Last week I received a legal question about buybacks. “I was asked by a former customer of a major investor’s correspondent lending group about how others are handling repurchase/make-whole requests on older vintage loans.  His experience has been that the investor will ask to be reimbursed for losses associated with loans that have been foreclosed and disposed of without being given an opportunity to refute the alleged rep and warrant deficiency.  He has had to hire a law firm to argue each of these requests and the major investor has backed off each time. Normally, when a correspondent is still active, there is obviously leverage against the correspondent under an implied or actual threat of being terminated as a customer if a make-whole is not made, and when an investor is no longer in the correspondent business, I’ve heard rumors of it being more inclined to back down but sometimes taking a former customer to court or ‘saber rattling’. Needless to say, it is expensive to have a lawyer prepare a rebuttal to a make-whole request, just to have the investor ultimately back-off – what to do?”

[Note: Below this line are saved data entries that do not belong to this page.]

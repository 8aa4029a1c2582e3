//! External map generation.
//!
//! The renderer is an external program. [`MapGenerator`] hides how it is run
//! so the request path can be exercised with fakes; [`ProcessGenerator`] is the
//! production implementation that spawns the program once per request.
//!
//! Program contract:
//! - argv: `<leading args...> <resolution> <years,csv> <states,csv>`
//! - stdout: one JSON line, `{"map_html_path": "/abs/path/map.html"}`
//! - stderr: free-text diagnostics, empty on success
//! - exit status 0 on success

use std::future::Future;
use std::path::{Path, PathBuf};
use std::pin::Pin;
use std::process::Stdio;
use std::time::Duration;

use protocol::FilterSelection;
use serde::Deserialize;
use tokio::process::Command;
use tracing::debug;

use crate::config::Config;
use crate::error::GenerationError;

/// Type alias for a boxed future that can be sent between threads.
pub type BoxFuture<'a, T> = Pin<Box<dyn Future<Output = T> + Send + 'a>>;

/// Where the generator left its output.
#[derive(Debug, Clone, PartialEq, Eq)]
pub struct ArtifactLocation {
    pub path: PathBuf,
}

impl ArtifactLocation {
    pub fn new(path: impl Into<PathBuf>) -> Self {
        Self { path: path.into() }
    }

    /// Base name of the artifact. Windows separators are honoured on every
    /// platform, since generators may report paths like `out\map.html`.
    pub fn file_name(&self) -> Option<&str> {
        let name = self.path.file_name()?.to_str()?;
        name.rsplit('\\').next().filter(|n| !n.is_empty())
    }
}

/// Renders a map for a selection.
///
/// Each call resolves exactly once, whatever mix of output and exit signals
/// the underlying process produced.
pub trait MapGenerator: Send + Sync {
    fn generate<'a>(
        &'a self,
        selection: &'a FilterSelection,
    ) -> BoxFuture<'a, Result<ArtifactLocation, GenerationError>>;
}

/// Spawns the configured program for every request.
#[derive(Debug, Clone)]
pub struct ProcessGenerator {
    program: String,
    leading_args: Vec<String>,
    working_dir: Option<PathBuf>,
    timeout: Duration,
}

impl ProcessGenerator {
    pub fn new(program: impl Into<String>, leading_args: Vec<String>, timeout: Duration) -> Self {
        Self {
            program: program.into(),
            leading_args,
            working_dir: None,
            timeout,
        }
    }

    pub fn from_config(config: &Config) -> Self {
        Self::new(
            config.program.clone(),
            config.leading_args.clone(),
            config.timeout,
        )
        .with_working_dir(config.working_dir.clone())
    }

    pub fn with_working_dir(mut self, dir: Option<PathBuf>) -> Self {
        self.working_dir = dir;
        self
    }

    async fn run(&self, selection: &FilterSelection) -> Result<ArtifactLocation, GenerationError> {
        let mut command = Command::new(&self.program);
        command
            .args(&self.leading_args)
            .args(selection.to_args())
            .stdin(Stdio::null())
            .stdout(Stdio::piped())
            .stderr(Stdio::piped())
            // Dropping the wait on timeout must take the process with it.
            .kill_on_drop(true);
        if let Some(dir) = &self.working_dir {
            command.current_dir(dir);
        }

        let child = command.spawn().map_err(|e| {
            GenerationError::ProcessError(format!("{} failed to start: {e}", self.program))
        })?;

        let output = match tokio::time::timeout(self.timeout, child.wait_with_output()).await {
            Ok(Ok(output)) => output,
            Ok(Err(e)) => {
                return Err(GenerationError::ProcessError(format!(
                    "failed to collect {} output: {e}",
                    self.program
                )))
            }
            Err(_) => return Err(GenerationError::Timeout(self.timeout)),
        };

        let stdout = String::from_utf8_lossy(&output.stdout);
        let stderr = String::from_utf8_lossy(&output.stderr);
        debug!(
            status = ?output.status,
            stdout_len = stdout.len(),
            stderr_len = stderr.len(),
            "map generator finished"
        );

        interpret_output(output.status.code(), &stdout, &stderr, self.working_dir.as_deref())
    }
}

impl MapGenerator for ProcessGenerator {
    fn generate<'a>(
        &'a self,
        selection: &'a FilterSelection,
    ) -> BoxFuture<'a, Result<ArtifactLocation, GenerationError>> {
        Box::pin(self.run(selection))
    }
}

#[derive(Debug, Deserialize)]
struct GeneratorReport {
    #[serde(default)]
    map_html_path: Option<String>,
    #[serde(default)]
    error: Option<serde_json::Value>,
}

/// Turns the collected signals of a finished run into a single outcome.
///
/// Precedence: diagnostics on stderr, then a failing exit status, then the
/// stdout report. A failing run that still printed an `error` report yields
/// that message instead of the bare exit code. `exit_code` is `None` when the
/// process died from a signal.
pub(crate) fn interpret_output(
    exit_code: Option<i32>,
    stdout: &str,
    stderr: &str,
    working_dir: Option<&Path>,
) -> Result<ArtifactLocation, GenerationError> {
    let diagnostics = stderr.trim();
    if !diagnostics.is_empty() {
        return Err(GenerationError::ProcessError(diagnostics.to_string()));
    }

    let line = stdout.lines().map(str::trim).rfind(|l| !l.is_empty());
    if exit_code != Some(0) {
        let reported = line
            .and_then(|l| serde_json::from_str::<GeneratorReport>(l).ok())
            .and_then(|report| report.error);
        return Err(match reported {
            Some(error) => GenerationError::ProcessError(error_text(error)),
            None => GenerationError::ExitFailure(exit_code),
        });
    }

    let Some(line) = line else {
        return Err(GenerationError::MalformedOutput("no output".to_string()));
    };
    let report: GeneratorReport = serde_json::from_str(line)
        .map_err(|e| GenerationError::MalformedOutput(format!("{e}: {line:?}")))?;

    if let Some(error) = report.error {
        return Err(GenerationError::ProcessError(error_text(error)));
    }

    let path = report
        .map_html_path
        .filter(|p| !p.trim().is_empty())
        .ok_or_else(|| GenerationError::MalformedOutput("missing map_html_path".to_string()))?;
    let path = PathBuf::from(path);
    let path = match working_dir {
        Some(dir) if path.is_relative() => dir.join(path),
        _ => path,
    };
    Ok(ArtifactLocation::new(path))
}

fn error_text(error: serde_json::Value) -> String {
    match error {
        serde_json::Value::String(s) => s,
        other => other.to_string(),
    }
}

I turned this over to attorney Brian Levy, who wrote, “Your question about investor willingness to sue originators over repurchase claims is difficult to answer with specificity.  My clients have been able to settle and/or avoid litigation in every engagement that I have undertaken in this area. That does not mean, however, that the threat of investor repurchase litigation over individual loans is not real or that litigation is not occurring, but it has been my experience that these disputes can be resolved (or dismissed) through extensive and detailed settlement negotiations and information exchange.  Litigation over individual repurchase claims may be fairly unusual now, but so were repurchase claims entirely prior to 2007-2008. Due to the unique nature of each originator’s position and the facts around applicable repurchase claim(s), however, it would be reckless to assume one will not be sued on specific claims based on what is generally occurring in the industry or based on what may have been past investor appetite for litigation (although these are important elements to consider in one’s strategy).”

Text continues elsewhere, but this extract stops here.